━━━━━ Records provided

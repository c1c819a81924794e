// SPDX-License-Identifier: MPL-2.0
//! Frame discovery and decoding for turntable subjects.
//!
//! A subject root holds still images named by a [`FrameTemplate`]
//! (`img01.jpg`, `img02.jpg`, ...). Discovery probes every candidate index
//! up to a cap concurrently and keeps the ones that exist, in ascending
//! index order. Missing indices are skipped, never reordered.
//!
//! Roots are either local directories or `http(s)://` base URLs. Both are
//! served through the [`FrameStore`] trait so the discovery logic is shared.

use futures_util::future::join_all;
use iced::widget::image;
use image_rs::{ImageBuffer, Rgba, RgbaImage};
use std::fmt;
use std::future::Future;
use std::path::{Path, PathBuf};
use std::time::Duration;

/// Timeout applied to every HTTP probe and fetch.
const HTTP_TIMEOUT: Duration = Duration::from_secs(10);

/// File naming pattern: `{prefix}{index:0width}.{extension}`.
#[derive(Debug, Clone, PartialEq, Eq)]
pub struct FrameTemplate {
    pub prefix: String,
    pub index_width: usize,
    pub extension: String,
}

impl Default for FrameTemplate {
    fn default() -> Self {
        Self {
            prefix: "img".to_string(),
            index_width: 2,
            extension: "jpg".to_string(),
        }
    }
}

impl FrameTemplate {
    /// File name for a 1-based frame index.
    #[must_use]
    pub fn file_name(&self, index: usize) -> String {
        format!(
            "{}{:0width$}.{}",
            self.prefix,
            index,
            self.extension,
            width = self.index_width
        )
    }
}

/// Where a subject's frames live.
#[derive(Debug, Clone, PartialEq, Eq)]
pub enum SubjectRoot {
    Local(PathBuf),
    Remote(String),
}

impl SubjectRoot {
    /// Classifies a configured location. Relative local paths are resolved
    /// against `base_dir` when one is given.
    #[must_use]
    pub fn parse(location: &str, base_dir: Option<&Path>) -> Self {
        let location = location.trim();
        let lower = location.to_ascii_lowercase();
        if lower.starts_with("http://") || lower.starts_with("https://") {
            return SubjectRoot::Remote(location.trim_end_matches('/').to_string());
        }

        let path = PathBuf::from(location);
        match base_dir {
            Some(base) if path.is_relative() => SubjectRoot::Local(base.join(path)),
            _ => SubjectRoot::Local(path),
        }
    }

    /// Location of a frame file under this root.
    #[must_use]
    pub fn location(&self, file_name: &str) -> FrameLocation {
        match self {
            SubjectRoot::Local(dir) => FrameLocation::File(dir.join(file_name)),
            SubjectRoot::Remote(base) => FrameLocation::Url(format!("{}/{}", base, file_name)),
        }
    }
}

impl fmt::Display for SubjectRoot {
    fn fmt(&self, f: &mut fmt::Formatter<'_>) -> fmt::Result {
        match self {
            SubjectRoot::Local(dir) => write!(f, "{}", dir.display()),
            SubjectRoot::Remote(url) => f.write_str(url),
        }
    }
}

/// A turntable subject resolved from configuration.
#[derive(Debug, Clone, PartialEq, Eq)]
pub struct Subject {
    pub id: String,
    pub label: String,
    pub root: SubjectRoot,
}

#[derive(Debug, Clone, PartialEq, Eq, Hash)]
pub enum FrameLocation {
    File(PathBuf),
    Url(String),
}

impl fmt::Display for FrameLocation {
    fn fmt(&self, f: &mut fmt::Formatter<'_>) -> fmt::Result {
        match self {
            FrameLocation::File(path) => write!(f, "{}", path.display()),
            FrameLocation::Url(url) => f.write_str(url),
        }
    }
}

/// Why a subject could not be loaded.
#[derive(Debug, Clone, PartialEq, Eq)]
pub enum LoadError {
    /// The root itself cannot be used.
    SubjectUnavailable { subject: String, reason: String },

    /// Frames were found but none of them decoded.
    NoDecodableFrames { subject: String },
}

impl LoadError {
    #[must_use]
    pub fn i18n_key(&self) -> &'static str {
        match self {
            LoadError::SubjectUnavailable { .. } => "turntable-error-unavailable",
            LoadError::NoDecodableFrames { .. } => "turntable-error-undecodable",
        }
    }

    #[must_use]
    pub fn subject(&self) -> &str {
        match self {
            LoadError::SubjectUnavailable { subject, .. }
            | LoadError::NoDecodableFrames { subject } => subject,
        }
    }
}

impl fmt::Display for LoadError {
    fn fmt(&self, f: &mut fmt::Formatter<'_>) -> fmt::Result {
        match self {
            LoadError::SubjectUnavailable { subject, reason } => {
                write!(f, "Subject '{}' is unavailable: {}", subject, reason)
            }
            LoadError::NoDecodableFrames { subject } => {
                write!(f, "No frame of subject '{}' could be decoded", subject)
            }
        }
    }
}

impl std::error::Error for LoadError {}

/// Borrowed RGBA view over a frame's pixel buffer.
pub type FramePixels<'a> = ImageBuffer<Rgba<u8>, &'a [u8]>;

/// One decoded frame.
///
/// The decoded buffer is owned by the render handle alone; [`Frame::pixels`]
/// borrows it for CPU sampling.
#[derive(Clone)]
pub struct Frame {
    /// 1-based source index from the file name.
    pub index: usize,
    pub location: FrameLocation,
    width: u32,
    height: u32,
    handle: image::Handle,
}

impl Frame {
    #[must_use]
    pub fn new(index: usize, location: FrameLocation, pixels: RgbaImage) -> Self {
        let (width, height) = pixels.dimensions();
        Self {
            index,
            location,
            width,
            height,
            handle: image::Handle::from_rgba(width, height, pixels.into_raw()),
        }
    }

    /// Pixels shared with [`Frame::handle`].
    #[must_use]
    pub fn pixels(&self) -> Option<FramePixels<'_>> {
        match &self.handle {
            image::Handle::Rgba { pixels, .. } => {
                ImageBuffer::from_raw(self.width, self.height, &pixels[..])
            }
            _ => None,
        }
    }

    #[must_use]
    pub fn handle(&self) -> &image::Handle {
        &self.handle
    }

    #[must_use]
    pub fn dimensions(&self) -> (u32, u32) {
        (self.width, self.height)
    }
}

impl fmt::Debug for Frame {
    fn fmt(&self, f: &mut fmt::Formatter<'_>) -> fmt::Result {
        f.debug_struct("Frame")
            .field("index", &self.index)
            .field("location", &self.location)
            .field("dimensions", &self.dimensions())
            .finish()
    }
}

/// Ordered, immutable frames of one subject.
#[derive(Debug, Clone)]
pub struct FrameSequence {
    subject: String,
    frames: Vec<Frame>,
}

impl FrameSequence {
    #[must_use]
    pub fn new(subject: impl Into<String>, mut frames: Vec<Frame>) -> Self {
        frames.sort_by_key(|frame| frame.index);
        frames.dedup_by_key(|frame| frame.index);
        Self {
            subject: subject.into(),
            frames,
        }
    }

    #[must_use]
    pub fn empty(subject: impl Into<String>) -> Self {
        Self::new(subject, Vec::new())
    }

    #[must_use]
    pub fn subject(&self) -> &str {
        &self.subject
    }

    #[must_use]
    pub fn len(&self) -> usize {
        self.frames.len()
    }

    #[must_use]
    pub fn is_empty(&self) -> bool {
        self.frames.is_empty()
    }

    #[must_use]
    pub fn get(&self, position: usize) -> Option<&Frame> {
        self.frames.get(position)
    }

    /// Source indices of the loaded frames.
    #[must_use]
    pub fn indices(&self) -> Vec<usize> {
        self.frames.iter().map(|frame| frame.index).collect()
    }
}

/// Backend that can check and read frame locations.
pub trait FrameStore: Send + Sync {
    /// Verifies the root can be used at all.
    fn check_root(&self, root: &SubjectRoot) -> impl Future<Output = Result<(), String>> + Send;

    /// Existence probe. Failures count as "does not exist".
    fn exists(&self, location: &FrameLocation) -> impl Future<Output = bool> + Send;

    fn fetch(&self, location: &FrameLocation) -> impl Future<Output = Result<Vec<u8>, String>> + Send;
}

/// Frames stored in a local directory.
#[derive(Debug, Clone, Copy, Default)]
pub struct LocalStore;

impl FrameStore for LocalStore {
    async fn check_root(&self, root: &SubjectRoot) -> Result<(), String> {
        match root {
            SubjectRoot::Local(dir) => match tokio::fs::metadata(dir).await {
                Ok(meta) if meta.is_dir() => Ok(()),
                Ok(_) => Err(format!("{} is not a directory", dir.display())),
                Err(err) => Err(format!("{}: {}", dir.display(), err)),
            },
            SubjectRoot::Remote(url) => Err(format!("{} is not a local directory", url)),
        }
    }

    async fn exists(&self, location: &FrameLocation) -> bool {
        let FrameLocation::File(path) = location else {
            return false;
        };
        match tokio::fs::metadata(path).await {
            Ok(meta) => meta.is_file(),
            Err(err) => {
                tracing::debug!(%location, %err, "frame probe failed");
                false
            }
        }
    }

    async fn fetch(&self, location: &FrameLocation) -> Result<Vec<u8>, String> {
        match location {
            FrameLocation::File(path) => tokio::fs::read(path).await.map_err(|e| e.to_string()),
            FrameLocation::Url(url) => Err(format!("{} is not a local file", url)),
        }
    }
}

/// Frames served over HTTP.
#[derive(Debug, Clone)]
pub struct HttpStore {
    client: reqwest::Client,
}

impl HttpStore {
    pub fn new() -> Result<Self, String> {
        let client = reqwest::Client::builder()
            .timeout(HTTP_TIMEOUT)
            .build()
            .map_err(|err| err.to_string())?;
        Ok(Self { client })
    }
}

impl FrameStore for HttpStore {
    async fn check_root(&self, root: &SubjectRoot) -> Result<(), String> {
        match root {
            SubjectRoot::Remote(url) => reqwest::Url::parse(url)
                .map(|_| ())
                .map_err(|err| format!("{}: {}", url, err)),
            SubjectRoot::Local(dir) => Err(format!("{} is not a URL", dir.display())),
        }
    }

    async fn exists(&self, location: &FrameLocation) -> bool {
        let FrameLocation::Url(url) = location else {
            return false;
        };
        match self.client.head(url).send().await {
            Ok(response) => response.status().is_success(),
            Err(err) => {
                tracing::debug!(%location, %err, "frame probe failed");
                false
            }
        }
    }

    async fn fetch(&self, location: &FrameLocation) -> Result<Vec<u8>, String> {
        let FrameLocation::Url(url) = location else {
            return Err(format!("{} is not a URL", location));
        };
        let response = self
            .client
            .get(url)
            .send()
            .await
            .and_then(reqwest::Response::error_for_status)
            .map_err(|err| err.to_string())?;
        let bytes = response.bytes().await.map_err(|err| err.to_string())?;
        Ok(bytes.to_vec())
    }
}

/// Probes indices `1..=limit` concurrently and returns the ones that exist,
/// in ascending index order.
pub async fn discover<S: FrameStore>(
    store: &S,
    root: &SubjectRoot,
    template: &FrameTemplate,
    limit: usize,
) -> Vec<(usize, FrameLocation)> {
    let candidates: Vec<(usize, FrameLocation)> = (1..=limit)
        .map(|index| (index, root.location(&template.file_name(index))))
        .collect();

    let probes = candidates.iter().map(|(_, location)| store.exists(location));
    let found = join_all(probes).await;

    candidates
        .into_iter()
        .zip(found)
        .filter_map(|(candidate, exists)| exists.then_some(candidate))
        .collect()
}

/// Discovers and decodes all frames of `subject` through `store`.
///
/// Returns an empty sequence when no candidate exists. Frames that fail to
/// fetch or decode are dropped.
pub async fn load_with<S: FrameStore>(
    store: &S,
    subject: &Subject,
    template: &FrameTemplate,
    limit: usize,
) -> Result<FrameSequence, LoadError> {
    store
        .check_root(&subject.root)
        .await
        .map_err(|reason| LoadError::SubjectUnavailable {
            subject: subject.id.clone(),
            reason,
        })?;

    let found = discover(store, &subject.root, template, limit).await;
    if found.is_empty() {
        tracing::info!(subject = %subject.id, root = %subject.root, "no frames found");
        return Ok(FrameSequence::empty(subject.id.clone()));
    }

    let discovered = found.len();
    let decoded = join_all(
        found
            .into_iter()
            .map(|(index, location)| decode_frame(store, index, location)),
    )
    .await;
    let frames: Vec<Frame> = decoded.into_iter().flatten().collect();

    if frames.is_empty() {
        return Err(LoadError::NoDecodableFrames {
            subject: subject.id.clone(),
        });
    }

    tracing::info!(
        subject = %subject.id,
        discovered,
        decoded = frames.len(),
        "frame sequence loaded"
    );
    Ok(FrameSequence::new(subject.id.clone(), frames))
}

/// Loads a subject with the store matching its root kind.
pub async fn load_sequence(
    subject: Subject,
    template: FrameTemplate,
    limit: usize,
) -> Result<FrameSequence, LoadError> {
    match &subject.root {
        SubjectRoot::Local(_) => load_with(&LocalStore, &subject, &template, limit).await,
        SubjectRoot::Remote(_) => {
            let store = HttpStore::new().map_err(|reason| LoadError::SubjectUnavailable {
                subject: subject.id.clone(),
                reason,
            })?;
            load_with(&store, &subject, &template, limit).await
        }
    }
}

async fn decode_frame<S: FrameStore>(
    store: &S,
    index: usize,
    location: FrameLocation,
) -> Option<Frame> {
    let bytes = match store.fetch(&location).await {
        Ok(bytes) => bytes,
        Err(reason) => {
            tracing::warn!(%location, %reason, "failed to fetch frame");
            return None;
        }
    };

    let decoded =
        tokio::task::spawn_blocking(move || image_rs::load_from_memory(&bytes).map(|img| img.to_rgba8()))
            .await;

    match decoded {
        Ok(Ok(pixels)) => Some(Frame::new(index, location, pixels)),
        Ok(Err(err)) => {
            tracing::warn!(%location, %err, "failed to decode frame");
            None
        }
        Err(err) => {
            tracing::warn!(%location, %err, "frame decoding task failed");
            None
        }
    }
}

━━━━━━━━━━

--- Work instruction ---
As you read the records above, find each line that contains "indices" and copy it.

--- Your response ---
//! index order. Missing indices are skipped, never reordered.
    /// Source indices of the loaded frames.
    pub fn indices(&self) -> Vec<usize> {
/// Probes indices `1..=limit` concurrently and returns the ones that exist,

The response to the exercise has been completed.